**Task prompt**:
Of the lines listed below, return exactly those that run from the line containing "status.unstaged += 1;" through the line containing "fn parse_header(&mut self, line: &str)", both included.

**Data to process**:

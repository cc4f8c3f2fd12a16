//! Latest-wins request scheduling for one reactive subject
//!
//! A [`FetchScheduler`] owns a monotonically increasing request epoch. Every
//! `trigger`, `immediate` and `cancel` bumps it, and a completed fetch is only
//! delivered if its epoch is still the current one. Older fetches that finish
//! late are dropped, so the receiver only ever sees the freshest answer.
//!
//! Cancellation is cooperative: a fetch that already started keeps running
//! and its result is discarded. Only `dispose` abandons in-flight fetches.

use parking_lot::Mutex;
use std::future::Future;
use std::sync::Arc;
use std::time::Duration;
use tokio::sync::{mpsc, watch};
use tokio::task::JoinHandle;
use tracing::{debug, trace};

/// A fetch result that was still current when it completed
#[derive(Debug, Clone, PartialEq, Eq)]
pub struct Delivery<T> {
    /// Epoch of the request that produced this value
    pub request_id: u64,
    /// Output of the fetch
    pub value: T,
}

/// Debounced, latest-wins scheduler
///
/// Results arrive on the receiver returned by [`FetchScheduler::new`].
/// Dropping the scheduler disposes it.
pub struct FetchScheduler<T> {
    shared: Arc<Shared<T>>,
}

struct Shared<T> {
    state: Mutex<SchedulerState>,
    results: mpsc::UnboundedSender<Delivery<T>>,
    /// Flipped to `true` on dispose; in-flight fetches watch it
    shutdown: watch::Sender<bool>,
}

struct SchedulerState {
    epoch: u64,
    /// Pending debounce timer, if any
    timer: Option<JoinHandle<()>>,
    disposed: bool,
}

impl SchedulerState {
    fn cancel_timer(&mut self) {
        if let Some(timer) = self.timer.take() {
            timer.abort();
        }
    }
}

impl<T: Send + 'static> FetchScheduler<T> {
    /// Create a scheduler and the receiver its results are delivered on.
    pub fn new() -> (Self, mpsc::UnboundedReceiver<Delivery<T>>) {
        let (results, rx) = mpsc::unbounded_channel();
        let (shutdown, _) = watch::channel(false);
        let scheduler = Self {
            shared: Arc::new(Shared {
                state: Mutex::new(SchedulerState {
                    epoch: 0,
                    timer: None,
                    disposed: false,
                }),
                results,
                shutdown,
            }),
        };
        (scheduler, rx)
    }

    /// Start `fetch` after `delay`, superseding every earlier request.
    ///
    /// Calling again within `delay` restarts the wait, so a burst of triggers
    /// runs only the last one. Returns the new request id.
    pub fn trigger<F, Fut>(&self, delay: Duration, fetch: F) -> u64
    where
        F: FnOnce() -> Fut + Send + 'static,
        Fut: Future<Output = T> + Send + 'static,
    {
        let mut state = self.shared.state.lock();
        if state.disposed {
            return state.epoch;
        }

        state.cancel_timer();
        state.epoch += 1;
        let id = state.epoch;

        let shared = Arc::clone(&self.shared);
        state.timer = Some(tokio::spawn(async move {
            tokio::time::sleep(delay).await;
            if !shared.is_current(id) {
                trace!(request_id = id, "debounced request superseded before start");
                return;
            }
            shared.start(id, fetch);
        }));

        trace!(request_id = id, delay_ms = delay.as_millis() as u64, "fetch scheduled");
        id
    }

    /// Start `fetch` now, superseding every earlier request.
    ///
    /// Any pending debounce timer is cancelled. Returns the new request id.
    pub fn immediate<F, Fut>(&self, fetch: F) -> u64
    where
        F: FnOnce() -> Fut + Send + 'static,
        Fut: Future<Output = T> + Send + 'static,
    {
        let id = {
            let mut state = self.shared.state.lock();
            if state.disposed {
                return state.epoch;
            }
            state.cancel_timer();
            state.epoch += 1;
            state.epoch
        };

        self.shared.start(id, fetch);
        id
    }

    /// Invalidate every outstanding request.
    ///
    /// A pending timer never fires and started fetches are not delivered.
    pub fn cancel(&self) {
        let mut state = self.shared.state.lock();
        state.cancel_timer();
        state.epoch += 1;
        trace!(request_id = state.epoch, "requests cancelled");
    }

    /// Stop the scheduler permanently.
    ///
    /// Timers are cleared, in-flight fetches are abandoned, and no further
    /// results are delivered. Later triggers are ignored.
    pub fn dispose(&self) {
        if self.shared.dispose() {
            debug!("fetch scheduler disposed");
        }
    }

    /// Current request epoch
    pub fn request_id(&self) -> u64 {
        self.shared.state.lock().epoch
    }

    /// Whether `dispose` has been called
    pub fn is_disposed(&self) -> bool {
        self.shared.state.lock().disposed
    }

    /// Whether a debounce timer is waiting to fire
    pub fn has_pending_timer(&self) -> bool {
        self.shared
            .state
            .lock()
            .timer
            .as_ref()
            .is_some_and(|timer| !timer.is_finished())
    }
}

impl<T> Shared<T> {
    /// Returns `false` if already disposed.
    fn dispose(&self) -> bool {
        {
            let mut state = self.state.lock();
            if state.disposed {
                return false;
            }
            state.cancel_timer();
            state.epoch += 1;
            state.disposed = true;
        }
        self.shutdown.send_replace(true);
        true
    }

    fn is_current(&self, id: u64) -> bool {
        let state = self.state.lock();
        !state.disposed && state.epoch == id
    }
}

impl<T> Shared<T>
where
    T: Send + 'static,
{
    /// Run `fetch` on its own task and deliver the output if still current.
    fn start<F, Fut>(self: &Arc<Self>, id: u64, fetch: F)
    where
        F: FnOnce() -> Fut + Send + 'static,
        Fut: Future<Output = T> + Send + 'static,
    {
        let shared = Arc::clone(self);
        let mut shutdown = self.shutdown.subscribe();

        tokio::spawn(async move {
            let value = tokio::select! {
                biased;
                _ = async { let _ = shutdown.wait_for(|disposed| *disposed).await; } => {
                    trace!(request_id = id, "in-flight fetch abandoned");
                    return;
                }
                value = fetch() => value,
            };
            shared.deliver(id, value);
        });
    }

    /// Freshness check and delivery happen under the same lock.
    fn deliver(&self, id: u64, value: T) {
        let state = self.state.lock();
        if state.disposed || state.epoch != id {
            debug!(request_id = id, current = state.epoch, "dropping stale fetch result");
            return;
        }
        if self.results.send(Delivery { request_id: id, value }).is_err() {
            trace!(request_id = id, "result receiver gone");
        }
    }
}

impl<T> Drop for FetchScheduler<T> {
    fn drop(&mut self) {
        self.shared.dispose();
    }
}
//! Noise filtering for low-level watch events
//!
//! A git directory sees a lot of churn that says nothing about repository
//! state (object writes, reflog appends, fsmonitor sockets). Events whose
//! paths are all noise never reach the debouncer.
//!
//! Patterns use gitignore syntax and are relative to the watch target.

use crate::error::Result;
use ignore::gitignore::{Gitignore, GitignoreBuilder};
use notify::{Event, EventKind};
use std::path::{Path, PathBuf};

/// Patterns that are always treated as noise
///
/// Lock files are deliberately absent: `index.lock` accompanies staging.
pub const BUILTIN_NOISE: &[&str] = &["objects/", "logs/", "fsmonitor--daemon/"];

/// Decides which events for one watch target are worth a notification
#[derive(Debug, Clone)]
pub struct EventFilter {
    root: PathBuf,
    noise: Gitignore,
}

impl EventFilter {
    /// Build a filter for `root` from the built-in patterns plus `extra`.
    pub fn new(root: &Path, extra: &[String]) -> Result<Self> {
        let mut builder = GitignoreBuilder::new(root);
        for pattern in BUILTIN_NOISE {
            builder.add_line(None, pattern)?;
        }
        for pattern in extra {
            builder.add_line(None, pattern)?;
        }

        Ok(Self {
            root: root.to_path_buf(),
            noise: builder.build()?,
        })
    }

    /// Whether `event` should bump the path's debounce timer
    pub fn is_relevant(&self, event: &Event) -> bool {
        if matches!(event.kind, EventKind::Access(_)) {
            return false;
        }

        // Rescans and overflow notices carry no paths
        if event.paths.is_empty() {
            return true;
        }

        event.paths.iter().any(|path| !self.is_noise(path))
    }

    /// Whether a single path matches a noise pattern
    pub fn is_noise(&self, path: &Path) -> bool {
        let relative = match path.strip_prefix(&self.root) {
            Ok(relative) => relative,
            Err(_) if path.is_relative() => path,
            Err(_) => return false,
        };
        if relative.as_os_str().is_empty() {
            return false;
        }

        self.noise
            .matched_path_or_any_parents(relative, path.is_dir())
            .is_ignore()
    }

    pub fn root(&self) -> &Path {
        &self.root
    }
}
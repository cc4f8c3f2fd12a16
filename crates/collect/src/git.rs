//! Working-tree status via `git status --porcelain=v2 --branch`

use crate::error::{CollectError, Result};
use crate::process::{describe, run_command};
use crate::Collector;
use async_trait::async_trait;
use serde::{Deserialize, Serialize};
use std::path::Path;

const GIT_STATUS_ARGS: &[&str] = &["status", "--porcelain=v2", "--branch"];

/// Summary of one repository's working tree
#[derive(Debug, Clone, Default, PartialEq, Eq, Serialize, Deserialize)]
pub struct RepoStatus {
    /// Checked-out branch; `None` when HEAD is detached
    pub branch: Option<String>,
    pub upstream: Option<String>,
    pub ahead: u32,
    pub behind: u32,
    pub staged: usize,
    pub unstaged: usize,
    pub untracked: usize,
    pub conflicted: usize,
}

impl RepoStatus {
    /// Parse porcelain v2 output (with `--branch` headers).
    ///
    /// Only the counts are derived; per-file records are not kept.
    pub fn parse(output: &str) -> std::result::Result<Self, String> {
        let mut status = RepoStatus::default();

        for line in output.lines() {
            let mut fields = line.split(' ');
            match fields.next() {
                Some("#") => status.parse_header(line)?,
                Some("1") | Some("2") => {
                    let xy = fields
                        .next()
                        .filter(|xy| xy.len() == 2)
                        .ok_or_else(|| format!("missing XY field: {line}"))?;
                    let mut codes = xy.chars();
                    if codes.next() != Some('.') {
                        status.staged += 1;
                    }
                    if codes.next() != Some('.') {
                        status.unstaged += 1;
                    }
                }
                Some("u") => status.conflicted += 1,
                Some("?") => status.untracked += 1,
                // Ignored entries ("!") and blank lines
                _ => {}
            }
        }

        Ok(status)
    }

    fn parse_header(&mut self, line: &str) -> std::result::Result<(), String> {
        let mut parts = line.splitn(3, ' ').skip(1);
        let (Some(key), Some(value)) = (parts.next(), parts.next()) else {
            return Ok(());
        };

        match key {
            "branch.head" => {
                self.branch = (value != "(detached)").then(|| value.to_string());
            }
            "branch.upstream" => self.upstream = Some(value.to_string()),
            "branch.ab" => {
                let (ahead, behind) = value
                    .split_once(' ')
                    .ok_or_else(|| format!("malformed branch.ab: {line}"))?;
                self.ahead = parse_count(ahead, '+')?;
                self.behind = parse_count(behind, '-')?;
            }
            _ => {}
        }
        Ok(())
    }

    /// Nothing staged, modified, untracked or conflicted
    pub fn is_clean(&self) -> bool {
        self.staged == 0 && self.unstaged == 0 && self.untracked == 0 && self.conflicted == 0
    }

    /// In step with the upstream (or no upstream at all)
    pub fn is_synced(&self) -> bool {
        self.ahead == 0 && self.behind == 0
    }
}

fn parse_count(field: &str, sign: char) -> std::result::Result<u32, String> {
    field
        .strip_prefix(sign)
        .and_then(|n| n.parse().ok())
        .ok_or_else(|| format!("bad ahead/behind count: {field}"))
}

/// Collects [`RepoStatus`] by running `git`
#[derive(Debug, Clone, Default)]
pub struct GitStatusCollector;

impl GitStatusCollector {
    pub fn new() -> Self {
        Self
    }
}

#[async_trait]
impl Collector for GitStatusCollector {
    type Output = RepoStatus;

    fn name(&self) -> &'static str {
        "git-status"
    }

    async fn collect(&self, repo: &Path) -> Result<RepoStatus> {
        let output = run_command("git", GIT_STATUS_ARGS, repo).await?;
        RepoStatus::parse(&output).map_err(|reason| CollectError::Parse {
            command: describe("git", GIT_STATUS_ARGS),
            reason,
        })
    }
}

**Output of the task**:
                        status.unstaged += 1;
                    }
                }
                Some("u") => status.conflicted += 1,
                Some("?") => status.untracked += 1,
                // Ignored entries ("!") and blank lines
                _ => {}
            }
        }

        Ok(status)
    }

    fn parse_header(&mut self, line: &str) -> std::result::Result<(), String> {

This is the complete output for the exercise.